The film, which has the backing of John Lennon’s widow Yoko Ono, and Olivia Harrison, widow of George, features footage showing how the four-piece worked together to become the most successful band the world has seen.
Asked how they are still able to stay so in tune when thousands of girls were screaming at the top of their voices, McCartney said: “It is unbelievable actually”.
I think I was the last to give in. We knew that was the last gig. “We picked them up”.

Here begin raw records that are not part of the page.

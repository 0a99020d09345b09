use anyhow::{anyhow, Context, Result};
use chrono::{DateTime, SecondsFormat, Utc};

use attendance_core::{AttendanceStatus, Error, LectureStatus, StorageErrorCode};

/// Fixed-width RFC 3339 so that text order matches time order.
pub fn format_datetime(value: DateTime<Utc>) -> String {
    value.to_rfc3339_opts(SecondsFormat::Nanos, true)
}

pub fn parse_datetime(value: &str, field: &str) -> Result<DateTime<Utc>> {
    DateTime::parse_from_rfc3339(value)
        .map(|dt| dt.with_timezone(&Utc))
        .with_context(|| format!("failed to parse {field}"))
}

pub fn parse_optional_datetime(
    value: Option<String>,
    field: &str,
) -> Result<Option<DateTime<Utc>>> {
    match value {
        Some(raw) => parse_datetime(&raw, field).map(Some),
        None => Ok(None),
    }
}

pub fn parse_lecture_status(value: &str) -> Result<LectureStatus> {
    LectureStatus::parse(value).ok_or_else(|| anyhow!("unknown lecture status {value}"))
}

pub fn parse_attendance_status(value: &str) -> Result<AttendanceStatus> {
    AttendanceStatus::parse(value).ok_or_else(|| anyhow!("unknown attendance status {value}"))
}

pub fn to_minutes(value: Option<i64>) -> Result<Option<u32>> {
    value
        .map(|m| u32::try_from(m).map_err(|_| anyhow!("minutes_attended out of range: {m}")))
        .transpose()
}

/// Map a database failure onto the service error type.
pub fn storage_error(err: anyhow::Error) -> Error {
    Error::storage(StorageErrorCode::Failed, format!("{err:#}"))
}
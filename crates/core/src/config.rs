//! Tracker configuration.

use chrono::Duration;
use serde::{Deserialize, Serialize};
use validator::Validate;

use crate::error::{Error, Result};

/// Default token lifetime in minutes.
pub const DEFAULT_TOKEN_TTL_MINUTES: u32 = 10;

/// Minutes after lecture start beyond which a first heartbeat counts as late.
pub const DEFAULT_LATE_THRESHOLD_MINUTES: u32 = 10;

/// Minutes of heartbeat silence before finalization that count as having left.
pub const DEFAULT_INACTIVE_THRESHOLD_MINUTES: u32 = 10;

/// Configuration injected into the tracker at construction.
#[derive(Clone, Serialize, Deserialize, Validate)]
pub struct TrackerConfig {
    /// Base64-encoded 256-bit key for attendance tokens.
    /// Loaded at startup and never rotated while the process runs.
    #[serde(default)]
    #[validate(length(min = 1))]
    pub token_key: String,
    #[serde(default = "default_token_ttl_minutes")]
    #[validate(range(min = 1, max = 1440))]
    pub token_ttl_minutes: u32,
    #[serde(default = "default_late_threshold_minutes")]
    #[validate(range(max = 1440))]
    pub late_threshold_minutes: u32,
    #[serde(default = "default_inactive_threshold_minutes")]
    #[validate(range(max = 1440))]
    pub inactive_threshold_minutes: u32,
}

fn default_token_ttl_minutes() -> u32 {
    DEFAULT_TOKEN_TTL_MINUTES
}

fn default_late_threshold_minutes() -> u32 {
    DEFAULT_LATE_THRESHOLD_MINUTES
}

fn default_inactive_threshold_minutes() -> u32 {
    DEFAULT_INACTIVE_THRESHOLD_MINUTES
}

impl Default for TrackerConfig {
    fn default() -> Self {
        Self {
            token_key: String::new(),
            token_ttl_minutes: default_token_ttl_minutes(),
            late_threshold_minutes: default_late_threshold_minutes(),
            inactive_threshold_minutes: default_inactive_threshold_minutes(),
        }
    }
}

// Keeps the key out of logs.
impl std::fmt::Debug for TrackerConfig {
    fn fmt(&self, f: &mut std::fmt::Formatter<'_>) -> std::fmt::Result {
        f.debug_struct("TrackerConfig")
            .field("token_key", &"<redacted>")
            .field("token_ttl_minutes", &self.token_ttl_minutes)
            .field("late_threshold_minutes", &self.late_threshold_minutes)
            .field("inactive_threshold_minutes", &self.inactive_threshold_minutes)
            .finish()
    }
}

impl TrackerConfig {
    pub fn new(token_key: impl Into<String>) -> Self {
        Self {
            token_key: token_key.into(),
            ..Self::default()
        }
    }

    /// Validate field ranges.
    pub fn check(&self) -> Result<()> {
        self.validate()
            .map_err(|e| Error::config(format!("tracker config: {}", e)))
    }

    pub fn token_ttl(&self) -> Duration {
        Duration::minutes(i64::from(self.token_ttl_minutes))
    }

    pub fn thresholds(&self) -> Thresholds {
        Thresholds {
            late: Duration::minutes(i64::from(self.late_threshold_minutes)),
            inactive: Duration::minutes(i64::from(self.inactive_threshold_minutes)),
        }
    }
}

/// Classification thresholds used at finalization.
#[derive(Debug, Clone, Copy, PartialEq, Eq)]
pub struct Thresholds {
    pub late: Duration,
    pub inactive: Duration,
}

impl Default for Thresholds {
    fn default() -> Self {
        TrackerConfig::default().thresholds()
    }
}
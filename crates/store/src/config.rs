//! Store configuration.

use serde::{Deserialize, Serialize};
use std::path::PathBuf;

/// Path used to request a private in-memory database.
pub const IN_MEMORY_PATH: &str = ":memory:";

/// SQLite store configuration.
#[derive(Debug, Clone, Serialize, Deserialize)]
pub struct StoreConfig {
    /// Database file path, or `:memory:`
    #[serde(default = "default_path")]
    pub path: PathBuf,
    /// How long a writer waits on a locked database before failing
    #[serde(default = "default_busy_timeout_ms")]
    pub busy_timeout_ms: u64,
}

fn default_path() -> PathBuf {
    PathBuf::from("data/attendance.db")
}

fn default_busy_timeout_ms() -> u64 {
    5_000
}

impl Default for StoreConfig {
    fn default() -> Self {
        Self {
            path: default_path(),
            busy_timeout_ms: default_busy_timeout_ms(),
        }
    }
}

impl StoreConfig {
    pub fn in_memory() -> Self {
        Self {
            path: PathBuf::from(IN_MEMORY_PATH),
            ..Self::default()
        }
    }

    pub fn is_in_memory(&self) -> bool {
        self.path.as_os_str() == IN_MEMORY_PATH
    }
}
//! Background workers for the attendance service.
//!
//! - Finalization (classify lectures once they end)

pub mod finalization;
pub mod scheduler;

pub use finalization::*;
pub use scheduler::*;
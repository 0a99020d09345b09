//! Finalization worker sweeping a SQLite-backed store, with results read
//! back through the HTTP report endpoint.

use std::sync::Arc;

use attendance_core::{
    AttendanceStatus, AttendanceStore, Clock, LectureRegistry, LectureStatus,
};
use attendance_store::Database;
use chrono::Duration;
use integration_tests::fixtures::{self, at, ALICE, LECTURE_ID};
use integration_tests::setup::{send_heartbeat, token_for, TestContext};
use worker::FinalizationWorker;

#[tokio::test]
async fn test_worker_finalizes_ended_lecture() {
    let ctx = TestContext::new().await;
    let server = ctx.server();

    ctx.set_time(at(9, 0));
    let token = token_for(&server, ALICE).await;
    send_heartbeat(&server, ALICE, &token).await.assert_status_ok();

    let lectures: Arc<dyn LectureRegistry> = ctx.lectures.clone();
    let clock: Arc<dyn Clock> = ctx.clock.clone();
    let worker =
        FinalizationWorker::new(ctx.tracker.clone(), lectures, clock, Duration::minutes(60));

    // Lecture still running: nothing to finalize.
    ctx.set_time(at(10, 30));
    let outcome = worker.sweep().await.unwrap();
    assert_eq!(outcome.lectures_finalized, 0);

    ctx.set_time(at(11, 1));
    let outcome = worker.sweep().await.unwrap();
    assert_eq!(outcome.lectures_finalized, 1);
    assert_eq!(outcome.students_finalized, fixtures::roster().len());

    let report: serde_json::Value = server
        .get(&format!("/lectures/{}/attendance", LECTURE_ID))
        .await
        .json();
    assert_eq!(report["records"][0]["status"], "left");
    assert_eq!(report["summary"]["absent"], 2);

    // Already past the watermark: not finalized again.
    ctx.set_time(at(11, 2));
    assert_eq!(worker.sweep().await.unwrap().lectures_finalized, 0);
}

#[tokio::test]
async fn test_worker_skips_cancelled_lecture_in_sqlite() {
    let db = Arc::new(Database::open_in_memory().unwrap());
    let mut lecture = fixtures::lecture();
    lecture.status = LectureStatus::Cancelled;
    db.upsert_lecture(&lecture).await.unwrap();
    db.enroll(fixtures::SECTION_ID, ALICE).await.unwrap();

    let ctx = TestContext::from_database(db.clone());
    ctx.set_time(at(11, 5));

    let lectures: Arc<dyn LectureRegistry> = db.clone();
    let clock: Arc<dyn Clock> = ctx.clock.clone();
    let worker =
        FinalizationWorker::new(ctx.tracker.clone(), lectures, clock, Duration::minutes(60));

    let outcome = worker.sweep().await.unwrap();
    assert_eq!(outcome.skipped_cancelled, 1);
    assert_eq!(outcome.lectures_finalized, 0);
    assert_eq!(worker.watermark(), at(11, 5));
}

#[tokio::test]
async fn test_restarted_worker_keeps_sqlite_records() {
    let db = Arc::new(Database::open_in_memory().unwrap());
    db.upsert_lecture(&fixtures::lecture()).await.unwrap();
    db.enroll(fixtures::SECTION_ID, ALICE).await.unwrap();

    let mut seen = at(9, 0);
    while seen <= at(11, 0) {
        db.record_heartbeat(LECTURE_ID, ALICE, seen).await.unwrap();
        seen += Duration::minutes(5);
    }

    let ctx = TestContext::from_database(db.clone());
    let lectures: Arc<dyn LectureRegistry> = db.clone();
    let clock: Arc<dyn Clock> = ctx.clock.clone();

    ctx.set_time(at(11, 1));
    let first = FinalizationWorker::new(
        ctx.tracker.clone(),
        lectures.clone(),
        clock.clone(),
        Duration::minutes(60),
    );
    assert_eq!(first.sweep().await.unwrap().lectures_finalized, 1);
    let before = db.attendance(LECTURE_ID, ALICE).await.unwrap().unwrap();
    assert_eq!(before.status, AttendanceStatus::Present);

    // A new worker's lookback covers the same lecture 40 minutes later.
    ctx.set_time(at(11, 40));
    let restarted =
        FinalizationWorker::new(ctx.tracker.clone(), lectures, clock, Duration::minutes(60));
    assert_eq!(restarted.sweep().await.unwrap().lectures_finalized, 1);

    let after = db.attendance(LECTURE_ID, ALICE).await.unwrap().unwrap();
    assert_eq!(after, before);
}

Perhaps the best thing about Eight Days a Week is the reminder- desperately needed these days, when nostalgia for a supposed “greater” time is obscuring the horrors of recent history- that the supposedly innocent past was hardly innocent. It is tuned this way, it’s tuned that way.
Advertisement
The “Can’t Buy Me Love” hitmakers” live days between 1962 and 1966 are the subject of Ron Howard’s new documentary film “The Beatles: Eight Days a Week -The Touring Years’.